* _INPUT MATERIAL_:
'''

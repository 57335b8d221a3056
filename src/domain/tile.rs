/// One grid cell.
///
/// Only the top and left walls are stored. A cell's right wall is the left
/// wall of its east neighbour and its bottom wall is the top wall of the cell
/// below, so the two sides of an edge can never disagree.
///
/// Trail counters and hint flags are indexed by `Direction::slot()`.

use super::direction::Direction;

#[derive(Clone, Copy, PartialEq, Eq, Debug, Default)]
pub struct Tile {
    top_wall: bool,
    left_wall: bool,
    ice: bool,
    goal: bool,
    trails: [u32; 4],
    hints: [bool; 4],
}

impl Tile {
    pub fn has_top_wall(&self) -> bool {
        self.top_wall
    }

    pub fn has_left_wall(&self) -> bool {
        self.left_wall
    }

    /// On ice the token cannot turn.
    pub fn is_ice(&self) -> bool {
        self.ice
    }

    pub fn is_goal(&self) -> bool {
        self.goal
    }

    pub fn set_top_wall(&mut self, on: bool) {
        self.top_wall = on;
    }

    pub fn set_left_wall(&mut self, on: bool) {
        self.left_wall = on;
    }

    pub fn set_ice(&mut self, on: bool) {
        self.ice = on;
    }

    pub fn set_goal(&mut self, on: bool) {
        self.goal = on;
    }

    // ── Trails ──

    pub fn trail_count(&self, dir: Direction) -> u32 {
        dir.slot().map_or(0, |i| self.trails[i])
    }

    /// Visual indicator rule: a trail segment is shown iff its counter > 0.
    pub fn has_trail(&self, dir: Direction) -> bool {
        self.trail_count(dir) > 0
    }

    pub fn increment_trail(&mut self, dir: Direction) {
        if let Some(i) = dir.slot() {
            self.trails[i] += 1;
        }
    }

    /// Counters never go below zero.
    pub fn decrement_trail(&mut self, dir: Direction) {
        if let Some(i) = dir.slot() {
            debug_assert!(self.trails[i] > 0, "trail counter underflow ({dir:?})");
            self.trails[i] = self.trails[i].saturating_sub(1);
        }
    }

    pub fn clear_trails(&mut self) {
        self.trails = [0; 4];
    }

    // ── Hints ──

    pub fn has_hint(&self, dir: Direction) -> bool {
        dir.slot().map_or(false, |i| self.hints[i])
    }

    pub fn set_hint(&mut self, dir: Direction) {
        if let Some(i) = dir.slot() {
            self.hints[i] = true;
        }
    }
}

'''

* _WHAT YOU ARE ASKED TO DO_: Scan the material above. Copy each line that holds the word "cell".

* _TASK OUTPUT_:
/// One grid cell.
/// Only the top and left walls are stored. A cell's right wall is the left
/// wall of its east neighbour and its bottom wall is the top wall of the cell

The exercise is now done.